Hasan Taçoy Neden Bir Sonraki Seçimlerde de Kazanacak?- Celal Özkızan

Dünden beridir Hasan Taçoy’un milletvekili maaşlarının yetersiz olduğuna ilişkin sözleri çokça tartışılıyor…

Pek çok işi, biraz mizahi bir biçimde, biraz da öfkeyle Taçoy’un söylediklerini yerden yere vuruyor…

Taçoy’a yardım kampanyası başlatmayı önerenlerden tutun da, “gel sen asıl bizim gibi asgari ücretle yaşa” diyenlere kadar pek çok tepkiyi beraberinde getirdi “vekil maaşları yetersiz” açıklaması…

Taçoy bildiğiniz üzere UBP’nin genel sekreteri. Kendisi zamanında sırf AKP’ye yaranmak için “KKTC Meclisi’nde oruç tutan sayısı 3-4’ü geçmez. Çocuklar dinden imandan habersiz. Türkiye çok serbest bıraktı” türünden açıklamalar yapmış birisi…

Dahası, mensubu olduğu UBP, bu ülkede Göç Yasası’nı geçirip kamu çalışanlarının maaşını düşürmüş, özel sektör çalışanlarının çok düşük ücretlerle, keyfi mesai saatleriyle ve güvencesiz bir biçimde çalışmasına sebep olan koşulların yaratılmasında büyük bir rol oynamış, yeri geldiğinde emeklilerin maaşına, yeri geldiğinde eşel-mobile göz dikmiş, bu ülkenin gencecik evlatları Dağyolu’nda can verdiğinde en ufak bir sorumluluk hissetmemiş, Reddediyoruz hareketine yol açan o onursuz Koordinasyon Ofisi Protokolü’nü geçirmeye çalışmış ve daha sabaha kadar yazmayı sürdürsek sonu gelmeyecek bu türden işlere imza atmış bir siyasi partidir…

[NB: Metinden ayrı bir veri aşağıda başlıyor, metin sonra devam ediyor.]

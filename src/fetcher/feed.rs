use std::sync::Arc;
use std::time::Duration;

use tracing::{debug, warn};

use crate::app::{Result, RsspushError};
use crate::domain::{FeedItem, Subscription, TimeWindow};
use crate::fetcher::http_fetcher::DEFAULT_TIMEOUT;
use crate::fetcher::Fetcher;
use crate::normalizer::Normalizer;

/// Downloads one subscription and keeps the entries inside a time window.
pub struct FeedFetcher {
    fetcher: Arc<dyn Fetcher + Send + Sync>,
    normalizer: Normalizer,
    timeout: Duration,
}

impl FeedFetcher {
    pub fn new(fetcher: Arc<dyn Fetcher + Send + Sync>, normalizer: Normalizer) -> Self {
        Self {
            fetcher,
            normalizer,
            timeout: DEFAULT_TIMEOUT,
        }
    }

    pub fn with_timeout(mut self, timeout: Duration) -> Self {
        self.timeout = timeout;
        self
    }

    /// Recent items of `subscription`, in feed order.
    ///
    /// Failures are logged and yield an empty list so one broken feed never
    /// affects the others.
    pub async fn fetch(&self, subscription: &Subscription, window: &TimeWindow) -> Vec<FeedItem> {
        match self.try_fetch(subscription, window).await {
            Ok(items) => items,
            Err(e) => {
                warn!(url = %subscription.url, "Failed to fetch {}: {}", subscription.display_title(), e);
                Vec::new()
            }
        }
    }

    pub async fn try_fetch(
        &self,
        subscription: &Subscription,
        window: &TimeWindow,
    ) -> Result<Vec<FeedItem>> {
        let body = tokio::time::timeout(self.timeout, self.fetcher.fetch(&subscription.url))
            .await
            .map_err(|_| {
                RsspushError::Timeout(format!(
                    "fetching {} after {:?}",
                    subscription.url, self.timeout
                ))
            })??;

        let items = self
            .normalizer
            .normalize(subscription.display_title(), &body)?;

        Ok(filter_recent(items, window))
    }
}

/// Keep items whose effective timestamp falls inside `window`.
pub fn filter_recent(items: Vec<FeedItem>, window: &TimeWindow) -> Vec<FeedItem> {
    items
        .into_iter()
        .filter(|item| {
            debug!(
                "Title={}, Url={}, Published={:?}, Updated={:?}",
                item.title, item.link, item.published_at, item.updated_at
            );
            item.effective_timestamp()
                .is_some_and(|t| window.contains(t))
        })
        .collect()
}
//! tally scoring API HTTP server.
//!
//! Serves the authenticated method API over REST.

use std::sync::Arc;

use anyhow::Result;
use tally_scoring::MemoryBackend;
use tally_server::api;
use tally_server::config::ServerConfig;
use tokio::net::TcpListener;
use tracing::info;
use tracing_subscriber::{layer::SubscriberExt, util::SubscriberInitExt};

#[tokio::main]
async fn main() -> Result<()> {
    // Initialize tracing
    init_tracing()?;

    // Load configuration
    let config = ServerConfig::load()?;
    info!("Loaded configuration: {:?}", config);

    // Initialize the scoring backend
    let backend = Arc::new(MemoryBackend::new());

    // Create router
    let app = api::create_router(backend);

    // Start server
    let addr = format!("{}:{}", config.host, config.port);
    let listener = TcpListener::bind(&addr).await?;
    info!("Server listening on http://{}", addr);
    info!("  Health check: http://{}/health", addr);
    info!("  Method API: POST http://{}/method", addr);

    axum::serve(listener, app).await?;

    Ok(())
}

/// Initialize tracing subscriber
fn init_tracing() -> Result<()> {
    tracing_subscriber::registry()
        .with(
            tracing_subscriber::EnvFilter::try_from_default_env().unwrap_or_else(|_| {
                "tally_server=info,tally_core=info,tower_http=debug".into()
            }),
        )
        .with(tracing_subscriber::fmt::layer())
        .try_init()
        .map_err(|e| anyhow::anyhow!("Failed to initialize tracing: {}", e))?;

    Ok(())
}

Bunları zaten bilmeyen yok…

Ancak gözlerden hep uzak tutulan nokta, tüm bunlara rağmen UBP’nin her seçimde yüksek oy oranlarına ulaşabiliyor olmasının gerçek sebepleridir…

Bu gerçek sebeplerin anlaşılmasını istemeyenler ise, UBP’nin kendisi değil, ona muhalif olduğunu söyleyen ve kendi tabanlarını UBP korkusu üzerinden avcunun içinde tutmaya çalışan siyasi partilerdir…

Peki nedir bu gerçek sebepler?

Dün Taçoy’u eleştirenler olduğu gibi, onu savunan, ona sahip çıkan kişiler de vardı…

Sahip çıkanlar arasında “siz onu yanlış anladınız, bir milletvekili bile geçinemiyorsa bu memlekette, daha düşük maaş alanlar ne yapsın demek istedi” gibisinden laflarla paçayı kurtarmaya çalışanlar olduğu kadar, “evet, tam olarak milletvekili maaşları yetersiz dedi, ve bunda hiçbir sorun yok” diye Taçoy’un söylediğini dolandırmadan savunanlar da vardı…

Bu savunuyu yapanlardan bir kişi, şu cümleleri yazdı: “Sayın Hasan Taçoy, sanane bir gün yeşilırmak’tasın bir gün iskele’de,bir gün karpaz’da,bir gün Girne’de birgün Mağusa’da, otursana oturduğun yerde,ne bu gezmeler sanki KKTC Milletvekilisin Lefkoşa’na baksana sen. Sana ne bir gün birinin çocuğu hastalanmış hastanede parası yetmemiş Hasan abi para ihtiyacım var koştur biriyle para gönder. Sana ne birinin elektrik faturası yatmamış elektrik kesilecek seni arar senden yardım ister. Sana ne birinin karpaza gidecek birinin yeşilırmağa gidecek otobüs parası kalmamış Lefkoşa terminalde kimi arayayım ilk akla gelen Hasan Taçoy niye seni arıyorlar,senden başkası yokmu? Sen bilmiyor musun bazıları gibi oh otur evinde arada bir sokağa çık,arada klimalı odanda klavyenin başında 2 sosyal medyacıktan nutuk at, sana değil milletvekili maaşı Cumhurbaşkanı Maaşı bile verseler az gelir. Ama yine de garibanın yanında,dost,abi,arkadaş,adam gibi adamsın Hasan Taçoy…”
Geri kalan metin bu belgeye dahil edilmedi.